Interesting blog post:

Are bees intelligent?
By Anne Buchanan
The other day, Ken and I had coffee with a couple of philosophers who spend their time thinking about philosophy of the mind. What is consciousness? Do non-human organisms have consciousness? What is intelligence? How do we make decisions? What about ants? These are hard questions to answer, perhaps even unanswerable, but they are fascinating to think about.

Our meeting was occasioned by the recent paper in PNAS about the mental map of bees ("Way-finding in displaced clock-shifted bees proves bees use a cognitive map", Cheeseman et al.). Cognitive maps are mental representations of physical places, which mammals use to navigate their surroundings. Insects clearly have ways to do the same; whether or not they do it with cognitive maps is the question.

The "computational theory of mind" is the predominant theory of how mammals think -- the brain is posited to be an information processing system, and thinking is the brain computing, or processing information (though, whether this is 'truth' or primarily a reflection of the computer age isn't clear, at least to us). In vertebrates some at least of this takes place in the section called the hippocampus, or in non-vertebrates in some neurological homologs. But, what do insects do?
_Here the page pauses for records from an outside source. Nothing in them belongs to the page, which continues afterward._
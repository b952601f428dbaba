use log::info;
use std::collections::HashMap;
use std::path::PathBuf;

use crate::error::Result;
use crate::logging::log_hash_error;
use crate::processing::{compute_cryptographic, process_in_pool, BatchConfig};
use crate::types::{sort_groups, DuplicateGroup, HashFailure, ImageFile};

/// Group paths whose contents hash to the same digest
pub fn group_by_digest(entries: Vec<(PathBuf, blake3::Hash)>) -> Vec<DuplicateGroup> {
    let mut by_digest: HashMap<blake3::Hash, Vec<PathBuf>> = HashMap::new();
    for (path, digest) in entries {
        by_digest.entry(digest).or_default().push(path);
    }

    let mut groups: Vec<DuplicateGroup> = by_digest
        .into_values()
        .filter_map(DuplicateGroup::from_members)
        .collect();

    sort_groups(&mut groups);
    groups
}

/// Find byte-identical files. Unreadable files are returned as failures.
pub fn find_exact_duplicates(
    files: &[ImageFile],
    config: &BatchConfig,
) -> Result<(Vec<DuplicateGroup>, Vec<HashFailure>)> {
    info!("Scanning {} image(s) for exact duplicates", files.len());

    let digests = process_in_pool(files, config, "Computing content digests...", |_, file| {
        compute_cryptographic(&file.path).map_err(|e| {
            log_hash_error(&file.path, &e);
            e.to_string()
        })
    })?;

    let mut entries = Vec::with_capacity(files.len());
    let mut failures = Vec::new();
    for (file, digest) in files.iter().zip(digests) {
        match digest {
            Ok(digest) => entries.push((file.path.clone(), digest)),
            Err(error) => failures.push(HashFailure {
                path: file.path.clone(),
                error,
            }),
        }
    }

    let groups = group_by_digest(entries);
    info!("Groups with duplicates: {}", groups.len());
    Ok((groups, failures))
}

#[cfg(test)]
mod tests {
    use super::*;
    use std::time::SystemTime;
    use tempfile::tempdir;

    use crate::types::ImageFormat;

    fn image_file(path: PathBuf) -> ImageFile {
        ImageFile {
            path,
            size: 0,
            last_modified: SystemTime::UNIX_EPOCH,
            format: ImageFormat::Jpeg,
        }
    }

    #[test]
    fn test_group_by_digest() {
        let one = blake3::hash(b"one");
        let two = blake3::hash(b"two");
        let groups = group_by_digest(vec![
            (PathBuf::from("c.jpg"), one),
            (PathBuf::from("b.jpg"), two),
            (PathBuf::from("a.jpg"), one),
        ]);

        assert_eq!(groups.len(), 1);
        assert_eq!(groups[0].keep, PathBuf::from("a.jpg"));
        assert_eq!(groups[0].delete_candidates, vec![PathBuf::from("c.jpg")]);
    }

    #[test]
    fn test_find_exact_duplicates_on_disk() {
        let dir = tempdir().unwrap();
        let a = dir.path().join("a.jpg");
        let b = dir.path().join("b.jpg");
        let c = dir.path().join("c.jpg");
        std::fs::write(&a, b"same bytes").unwrap();
        std::fs::write(&b, b"same bytes").unwrap();
        std::fs::write(&c, b"other bytes").unwrap();
        let missing = dir.path().join("gone.jpg");

        let files: Vec<ImageFile> = vec![a.clone(), b.clone(), c, missing.clone()]
            .into_iter()
            .map(image_file)
            .collect();

        let (groups, failures) = find_exact_duplicates(&files, &BatchConfig::default()).unwrap();

        assert_eq!(groups.len(), 1);
        assert_eq!(groups[0].keep, a);
        assert_eq!(groups[0].delete_candidates, vec![b]);
        assert_eq!(failures.len(), 1);
        assert_eq!(failures[0].path, missing);
    }
}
Previous work has shown that captured insects, once released, often fly off in the compass direction in which they were headed when they were caught, even if they were moved during capture and the direction is no longer appropriate. But, they then can correct themselves, and then have no problem locating their hives. That indicates that they've got some kind of an "integrated metric map" of their environment.

Some theories have held that they mark the location of the sun relative to the direction they take and then later calculate 'home' based on a computation of time and the motion of the sun. This by itself would be a lot of sophisticated computing, or thinking....and why not 'intelligence'?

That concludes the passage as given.